Falluja was considered an outlier and was exculded when deriving the conclusions had they included it the final result would have been higher. the Economist on this issue: "The Fallujah data-point highlights how the variable distribution of deaths in a war can make it difficult to make estimates. But Scott Zeger, the head of the department of biostatistics at Johns Hopkins, who performed the statistical analysis in the study, points out that clustered sampling is the rule rather than the exception in public-health studies, and that the patterns of deaths caused by epidemics are also very variable by location." http://www.economist.com/science/displayStory.cfm?story_id=3352814


>
> (They also used a secondary grouping system (page 2, paragraph 3) that
> would cause further skewing.)
>
> Mistake Two:
>
> "33 clusters of 30 households each were interviewed about household
> composition, births, and deaths since January, 2002."
>
> Self-reporting in third-world countries is notoriously unreliable.
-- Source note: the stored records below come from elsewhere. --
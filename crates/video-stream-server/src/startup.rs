//! Actix server startup + app wiring.
//!
//! Resolves settings, connects the database, then builds the routes,
//! middleware and OpenAPI endpoints. The listener is only bound once the
//! database answered.

use std::path::PathBuf;

use actix_cors::Cors;
use actix_web::body::MessageBody;
use actix_web::dev::{ServiceRequest, ServiceResponse};
use actix_web::http::header;
use actix_web::middleware::{Next, from_fn};
use actix_web::{App, Error, HttpServer, web};
use anyhow::Result;
use utoipa::OpenApi;
use utoipa_swagger_ui::SwaggerUi;

use crate::api;
use crate::config;
use crate::db::Database;
use crate::openapi;
use crate::state::AppState;

/// Connect the database and run the HTTP server until shutdown.
pub(crate) async fn run(args: crate::Args) -> Result<()> {
    let cfg = load_config(args.config.as_ref())?;
    let settings = config::resolve(&cfg, args.bind, |key| std::env::var(key).ok())?;

    let db = match Database::connect(&settings.database_uri) {
        Ok(db) => db,
        Err(e) => {
            tracing::error!(
                error = %format!("{e:#}"),
                "error connecting the database; server not started"
            );
            return Err(e);
        }
    };
    tracing::info!(path = %db.path().display(), "database connected");

    if settings.allowed_origins.is_empty() {
        tracing::warn!("no allowed origin configured; cross-origin requests will be rejected");
    }
    tracing::info!(
        bind = %settings.bind,
        origins = ?settings.allowed_origins,
        "starting video-stream-server"
    );

    let state = web::Data::new(AppState::new(db));
    setup_shutdown();
    let origins = settings.allowed_origins.clone();
    let json_limit = settings.json_limit;
    HttpServer::new(move || {
        App::new()
            .app_data(state.clone())
            .app_data(api::json_config(json_limit))
            .wrap(build_cors(&origins))
            .wrap(from_fn(log_requests))
            .service(
                SwaggerUi::new("/swagger-ui/{_:.*}")
                    .url("/api-doc/openapi.json", openapi::ApiDoc::openapi()),
            )
            .service(api::health)
    })
    .bind(settings.bind)?
    .run()
    .await?;

    Ok(())
}

/// CORS policy allowing credentialed requests from `origins`.
///
/// An empty list allows no cross-origin callers; `*` accepts any origin and
/// echoes it back, since a wildcard header cannot carry credentials.
pub(crate) fn build_cors(origins: &[String]) -> Cors {
    let mut cors = Cors::default()
        .allow_any_method()
        .allow_any_header()
        .supports_credentials()
        .max_age(3600);
    if origins.iter().any(|origin| origin == "*") {
        return cors.allow_any_origin();
    }
    for origin in origins {
        cors = cors.allowed_origin(origin);
    }
    cors
}

/// Return true when the request path should be logged.
fn should_log_path(path: &str) -> bool {
    !(path == "/health" || path.starts_with("/swagger-ui/"))
}

/// Log one line per request, skipping health probes and Swagger assets.
async fn log_requests(
    req: ServiceRequest,
    next: Next<impl MessageBody>,
) -> Result<ServiceResponse<impl MessageBody>, Error> {
    if !should_log_path(req.path()) {
        return next.call(req).await;
    }
    let method = req.method().clone();
    let path = req.path().to_string();
    let origin = req
        .headers()
        .get(header::ORIGIN)
        .and_then(|v| v.to_str().ok())
        .map(str::to_string);
    let started = std::time::Instant::now();

    let res = next.call(req).await?;
    tracing::info!(
        method = %method,
        path = %path,
        status = res.status().as_u16(),
        origin = origin.as_deref().unwrap_or("-"),
        elapsed_ms = started.elapsed().as_millis() as u64,
        "http request"
    );
    Ok(res)
}

/// Load server config from `path`, the `config.toml` next to the binary, or
/// fall back to environment-only settings.
fn load_config(path: Option<&PathBuf>) -> Result<config::ServerConfig> {
    if let Some(path) = path {
        return config::ServerConfig::load(path);
    }
    let auto_path = std::env::current_exe()
        .ok()
        .and_then(|path| path.parent().map(|dir| dir.join("config.toml")));
    match auto_path {
        Some(path) if path.exists() => config::ServerConfig::load(&path),
        _ => Ok(config::ServerConfig::default()),
    }
}

/// Install Ctrl+C handler that stops the Actix system.
fn setup_shutdown() {
    let _ = ctrlc::set_handler(move || {
        if let Some(system) = actix_web::rt::System::try_current() {
            system.stop();
        } else {
            std::process::exit(0);
        }
    });
}

#[cfg(test)]
mod tests {
    use super::*;
    use actix_web::http::{Method, StatusCode};
    use actix_web::test;

    #[::core::prelude::v1::test]
    fn health_and_swagger_are_not_logged() {
        assert!(!should_log_path("/health"));
        assert!(!should_log_path("/swagger-ui/index.html"));
        assert!(should_log_path("/api-doc/openapi.json"));
    }

    #[actix_web::test]
    async fn request_logging_passes_responses_through() {
        let app = test::init_service(
            App::new()
                .wrap(from_fn(log_requests))
                .route("/health", web::get().to(|| async { "ok" }))
                .route("/echo", web::get().to(|| async { "echo" })),
        )
        .await;

        for uri in ["/health", "/echo"] {
            let req = test::TestRequest::get().uri(uri).to_request();
            let resp = test::call_service(&app, req).await;
            assert_eq!(resp.status(), StatusCode::OK);
        }
        let req = test::TestRequest::get().uri("/missing").to_request();
        let resp = test::call_service(&app, req).await;
        assert_eq!(resp.status(), StatusCode::NOT_FOUND);
    }

    #[actix_web::test]
    async fn cors_preflight_allows_configured_origin_with_credentials() {
        let origins = vec!["http://localhost:5173".to_string()];
        let app = test::init_service(
            App::new()
                .wrap(build_cors(&origins))
                .route("/health", web::get().to(|| async { "ok" })),
        )
        .await;

        let req = test::TestRequest::default()
            .method(Method::OPTIONS)
            .uri("/health")
            .insert_header((header::ORIGIN, "http://localhost:5173"))
            .insert_header((header::ACCESS_CONTROL_REQUEST_METHOD, "GET"))
            .to_request();
        let resp = test::call_service(&app, req).await;

        assert_eq!(resp.status(), StatusCode::OK);
        let headers = resp.headers();
        assert_eq!(
            headers.get(header::ACCESS_CONTROL_ALLOW_ORIGIN).unwrap(),
            "http://localhost:5173"
        );
        assert_eq!(
            headers.get(header::ACCESS_CONTROL_ALLOW_CREDENTIALS).unwrap(),
            "true"
        );
    }

    #[actix_web::test]
    async fn cors_rejects_unknown_origin() {
        let origins = vec!["http://localhost:5173".to_string()];
        let app = test::init_service(
            App::new()
                .wrap(build_cors(&origins))
                .route("/health", web::get().to(|| async { "ok" })),
        )
        .await;

        let req = test::TestRequest::get()
            .uri("/health")
            .insert_header((header::ORIGIN, "http://evil.example"))
            .to_request();
        let status = match test::try_call_service(&app, req).await {
            Ok(resp) => {
                assert!(resp.headers().get(header::ACCESS_CONTROL_ALLOW_ORIGIN).is_none());
                resp.status()
            }
            Err(err) => err.as_response_error().status_code(),
        };
        assert_eq!(status, StatusCode::BAD_REQUEST);
    }

    #[actix_web::test]
    async fn wildcard_origin_is_echoed() {
        let origins = vec!["*".to_string()];
        let app = test::init_service(
            App::new()
                .wrap(build_cors(&origins))
                .route("/health", web::get().to(|| async { "ok" })),
        )
        .await;

        let req = test::TestRequest::get()
            .uri("/health")
            .insert_header((header::ORIGIN, "http://any.example"))
            .to_request();
        let resp = test::call_service(&app, req).await;

        assert_eq!(resp.status(), StatusCode::OK);
        assert_eq!(
            resp.headers().get(header::ACCESS_CONTROL_ALLOW_ORIGIN).unwrap(),
            "http://any.example"
        );
    }
}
In
> the guts of the paper (page 3, paragraph 2) they say they tried to get
> death certificates for at least two deaths for each cluster but they
> never say how many of the deaths, if any, they actually verified. It
> is probable that many of the deaths, especially the oddly high number
> of a deaths of children by violence, never actually occurred.
They state that they got 81% of the death certificates they asked for, those who didn't have them had believable reasons why, and the interviewers were asked to judge if they thought the person was lying - which they didn't find any.


>
> So we have a sampling method that fails for diverse distributions, at
> least one tremendously skewed cluster and unverified reports of
> deaths.
>
> Looking at the raw data they provide doesn't inspire any confidence
> whatsoever. Table 2 (page 4) shows the actual number of deaths
> reported. The study recorded 142 post-invasion deaths total with with
> 73 (51%) due to violence. Of those 73 deaths from violence, 52
> occurred in Falluja. That means that all the other 21 deaths occurred
> in one of the 14 clusters where somebody died, or 1.5 deaths per
> cluster. Given what we know of the actual combat I am betting that
> most of the deaths occurred in three or four clusters and the rest had
> 1 death each. Given the low numbers of samples, one or two fabricated
> reports of deaths could seriously warp the entire study.
>
> At the very end of the paper (page 7, paragraph 1) they concede that:
>
> "We suspect that a random sample of 33 Iraqi locations is likely to
> encounter one or a couple of particularly devastated areas.
> Nonetheless, since 52 of 73 (71%) violent deaths and 53 of 142 (37%)
> deaths during the conflict occurred in one cluster, it is possible
> that by extraordinary chance, the survey mortality estimate has been
> skewed upward. "

How many times do we need to remind that Falluja was an excluded outlier!


>
> Gee, you think? It's almost as if military violence is not randomly
> distributed across the population of Iraq but is instead intelligently
> directed at specific areas, rendering a statistical extrapolation of
> deaths totally useless.
>
> In the next paragraph they admit:
>
> "Removing half the increase in infant deaths and the Falluja data
> still produces a 37% increase in estimated mortality."
>

Again! How many times do we need to remind that Falluja was an excluded outlier!

In short this review cherry picks quotes to distort what the lancet study said. Of course the wide confidence Interval makes larger studies a neccessity, but lets not shoot the messenger.